--- Problem description ---
Check every line below for the word "timestep" and show those that hold it.

◆ ◆ ◆ ◆ ◆

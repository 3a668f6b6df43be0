//! # Stock Analytics
//!
//! Auxiliary analytics over daily close histories: association-rule mining
//! across a basket of tickers and the descriptive performance metrics of a
//! single ticker.

pub mod association;
pub mod error;
pub mod metrics;

// Re-export commonly used types
pub use crate::association::{AssociationConfig, AssociationRule, TickerHistory};
pub use crate::error::{AnalyticsError, Result};
pub use crate::metrics::{MonthlyReturn, PerformanceAnalysis, RiskAssessment};

// Version information
pub const VERSION: &str = env!("CARGO_PKG_VERSION");
pub const NAME: &str = env!("CARGO_PKG_NAME");
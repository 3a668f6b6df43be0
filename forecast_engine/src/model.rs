//! Sequence model inference
//!
//! The forecaster only depends on the narrow [`SequenceModel`] capability: a
//! fixed-length window of normalized scalars in, one normalized scalar out.
//! The shipped implementation is a stacked LSTM regression network whose
//! weights are exported by the training pipeline as a JSON artifact.

use crate::error::{EngineError, Result};
use serde::{Deserialize, Serialize};
use std::fs::File;
use std::io::BufReader;
use std::path::Path;

/// A trained point-forecast model: fixed-length window in, one scalar out.
pub trait SequenceModel: Send + Sync + std::fmt::Debug {
    /// Window length the model was trained on
    fn input_len(&self) -> usize;

    /// Predict the next normalized value from a window of `input_len()` values
    fn predict_next(&self, window: &[f64]) -> Result<f64>;

    /// Name of the model
    fn name(&self) -> &str;
}

/// Weights for one recurrent layer.
///
/// Rows of `w_input`/`w_hidden` and entries of `bias` are laid out as four
/// consecutive gate blocks of `hidden_size` each, in input/forget/cell/output
/// order.
#[derive(Debug, Clone, Serialize, Deserialize)]
pub struct LstmLayerWeights {
    /// Number of recurrent units
    pub hidden_size: usize,
    /// Input weights, `4 * hidden_size` rows of `input_size` columns
    pub w_input: Vec<Vec<f64>>,
    /// Recurrent weights, `4 * hidden_size` rows of `hidden_size` columns
    pub w_hidden: Vec<Vec<f64>>,
    /// Gate biases, `4 * hidden_size` entries
    pub bias: Vec<f64>,
}

/// Weights for one dense (linear) layer
#[derive(Debug, Clone, Serialize, Deserialize)]
pub struct DenseWeights {
    /// Weight matrix, one row per output unit
    pub weights: Vec<Vec<f64>>,
    /// Bias, one entry per output unit
    pub bias: Vec<f64>,
}

/// Serialized network: window length, recurrent stack, dense head
#[derive(Debug, Clone, Serialize, Deserialize)]
pub struct NetworkWeights {
    /// Window length the network was trained on
    pub sequence_length: usize,
    /// Scalar features per timestep (the close price only)
    pub input_size: usize,
    /// Recurrent layers, applied in order
    pub lstm_layers: Vec<LstmLayerWeights>,
    /// Dense head, applied in order; the last layer has a single unit
    pub dense_layers: Vec<DenseWeights>,
}

/// Stacked LSTM regression model loaded from a weight artifact
#[derive(Debug, Clone)]
pub struct LstmModel {
    name: String,
    weights: NetworkWeights,
}

impl LstmModel {
    /// Load and shape-validate a weight artifact
    pub fn from_path<P: AsRef<Path>>(path: P) -> Result<Self> {
        let file = File::open(path.as_ref()).map_err(|e| {
            EngineError::ArtifactError(format!(
                "cannot open model artifact {}: {}",
                path.as_ref().display(),
                e
            ))
        })?;
        let weights: NetworkWeights = serde_json::from_reader(BufReader::new(file))?;
        Self::from_weights(weights)
    }

    /// Build a model from already-deserialized weights
    pub fn from_weights(weights: NetworkWeights) -> Result<Self> {
        validate_weights(&weights)?;
        Ok(Self {
            name: format!(
                "LSTM (layers={}, window={})",
                weights.lstm_layers.len(),
                weights.sequence_length
            ),
            weights,
        })
    }

    /// Run one recurrent layer over a sequence of input vectors
    fn run_lstm_layer(layer: &LstmLayerWeights, inputs: &[Vec<f64>]) -> Vec<Vec<f64>> {
        let h_size = layer.hidden_size;
        let mut hidden = vec![0.0; h_size];
        let mut cell = vec![0.0; h_size];
        let mut outputs = Vec::with_capacity(inputs.len());

        for x in inputs {
            // Pre-activations for all four gates
            let mut gates = layer.bias.clone();
            for (row, gate) in layer.w_input.iter().zip(gates.iter_mut()) {
                *gate += dot(row, x);
            }
            for (row, gate) in layer.w_hidden.iter().zip(gates.iter_mut()) {
                *gate += dot(row, &hidden);
            }

            for u in 0..h_size {
                let i = sigmoid(gates[u]);
                let f = sigmoid(gates[h_size + u]);
                let g = gates[2 * h_size + u].tanh();
                let o = sigmoid(gates[3 * h_size + u]);

                cell[u] = f * cell[u] + i * g;
                hidden[u] = o * cell[u].tanh();
            }

            outputs.push(hidden.clone());
        }

        outputs
    }

    /// Run the dense head on the final hidden state
    fn run_dense(&self, mut activation: Vec<f64>) -> f64 {
        for layer in &self.weights.dense_layers {
            let mut next = Vec::with_capacity(layer.weights.len());
            for (row, b) in layer.weights.iter().zip(layer.bias.iter()) {
                next.push(dot(row, &activation) + b);
            }
            activation = next;
        }
        activation[0]
    }
}

impl SequenceModel for LstmModel {
    fn input_len(&self) -> usize {
        self.weights.sequence_length
    }

    fn predict_next(&self, window: &[f64]) -> Result<f64> {
        if window.len() != self.input_len() {
            return Err(EngineError::ValidationError(format!(
                "window length ({}) doesn't match model input length ({})",
                window.len(),
                self.input_len()
            )));
        }

        // One scalar feature per timestep
        let mut sequence: Vec<Vec<f64>> = window.iter().map(|&v| vec![v]).collect();
        for layer in &self.weights.lstm_layers {
            sequence = Self::run_lstm_layer(layer, &sequence);
        }

        let last_hidden = sequence
            .pop()
            .ok_or_else(|| EngineError::ModelError("empty input sequence".to_string()))?;

        let prediction = self.run_dense(last_hidden);
        if !prediction.is_finite() {
            return Err(EngineError::ModelError(
                "model produced a non-finite prediction".to_string(),
            ));
        }

        Ok(prediction)
    }

    fn name(&self) -> &str {
        &self.name
    }
}

fn sigmoid(x: f64) -> f64 {
    1.0 / (1.0 + (-x).exp())
}

fn dot(a: &[f64], b: &[f64]) -> f64 {
    a.iter().zip(b.iter()).map(|(x, y)| x * y).sum()
}

/// Validate artifact shapes so a corrupt file fails at load, not mid-request
fn validate_weights(weights: &NetworkWeights) -> Result<()> {
    if weights.sequence_length == 0 {
        return Err(EngineError::ArtifactError(
            "sequence_length must be positive".to_string(),
        ));
    }
    if weights.input_size != 1 {
        return Err(EngineError::ArtifactError(format!(
            "expected a single feature per timestep, artifact declares {}",
            weights.input_size
        )));
    }
    if weights.lstm_layers.is_empty() || weights.dense_layers.is_empty() {
        return Err(EngineError::ArtifactError(
            "artifact must contain at least one recurrent and one dense layer".to_string(),
        ));
    }

    let mut in_size = weights.input_size;
    for (idx, layer) in weights.lstm_layers.iter().enumerate() {
        let gates = 4 * layer.hidden_size;
        if layer.hidden_size == 0 {
            return Err(EngineError::ArtifactError(format!(
                "lstm layer {} has zero hidden units",
                idx
            )));
        }
        if layer.w_input.len() != gates || layer.w_hidden.len() != gates || layer.bias.len() != gates
        {
            return Err(EngineError::ArtifactError(format!(
                "lstm layer {} gate count doesn't match hidden_size {}",
                idx, layer.hidden_size
            )));
        }
        if layer.w_input.iter().any(|row| row.len() != in_size) {
            return Err(EngineError::ArtifactError(format!(
                "lstm layer {} input weights don't match input size {}",
                idx, in_size
            )));
        }
        if layer.w_hidden.iter().any(|row| row.len() != layer.hidden_size) {
            return Err(EngineError::ArtifactError(format!(
                "lstm layer {} recurrent weights don't match hidden_size {}",
                idx, layer.hidden_size
            )));
        }
        in_size = layer.hidden_size;
    }

    for (idx, layer) in weights.dense_layers.iter().enumerate() {
        if layer.weights.is_empty() || layer.weights.len() != layer.bias.len() {
            return Err(EngineError::ArtifactError(format!(
                "dense layer {} weight rows don't match bias length",
                idx
            )));
        }
        if layer.weights.iter().any(|row| row.len() != in_size) {
            return Err(EngineError::ArtifactError(format!(
                "dense layer {} weights don't match input size {}",
                idx, in_size
            )));
        }
        in_size = layer.weights.len();
    }

    if in_size != 1 {
        return Err(EngineError::ArtifactError(format!(
            "final dense layer must have a single output unit, found {}",
            in_size
        )));
    }

    Ok(())
}
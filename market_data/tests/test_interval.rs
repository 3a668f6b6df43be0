use chrono::{Duration, NaiveDate};
use market_data::error::MarketDataError;
use market_data::interval::Interval;
use pretty_assertions::assert_eq;

#[test]
fn wire_strings_round_trip() {
    let cases = [
        ("1min", Interval::OneMinute),
        ("5min", Interval::FiveMinutes),
        ("15min", Interval::FifteenMinutes),
        ("30min", Interval::ThirtyMinutes),
        ("1h", Interval::OneHour),
        ("2h", Interval::TwoHours),
        ("4h", Interval::FourHours),
        ("1day", Interval::OneDay),
    ];

    for (text, interval) in cases {
        assert_eq!(text.parse::<Interval>().unwrap(), interval);
        assert_eq!(interval.as_str(), text);
    }
}

#[test]
fn unknown_interval_is_rejected() {
    let result = "13min".parse::<Interval>();
    assert!(matches!(result, Err(MarketDataError::InvalidInterval(_))));
}

#[test]
fn default_interval_is_one_hour() {
    assert_eq!(Interval::default(), Interval::OneHour);
}

#[test]
fn future_timestamps_step_from_the_last_observation() {
    let last = NaiveDate::from_ymd_opt(2024, 6, 10)
        .unwrap()
        .and_hms_opt(14, 0, 0)
        .unwrap();

    let timestamps = Interval::OneHour.future_timestamps(last, 3);

    assert_eq!(timestamps.len(), 3);
    // The last actual observation is not part of the forecast index
    assert_eq!(timestamps[0], last + Duration::hours(1));
    assert_eq!(timestamps[2], last + Duration::hours(3));

    let daily = Interval::OneDay.future_timestamps(last, 2);
    assert_eq!(daily[1], last + Duration::days(2));
}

◆ ◆ ◆ ◆ ◆

--- Response to the exercise ---
    /// Scalar features per timestep (the close price only)
        // One scalar feature per timestep
            "expected a single feature per timestep, artifact declares {}",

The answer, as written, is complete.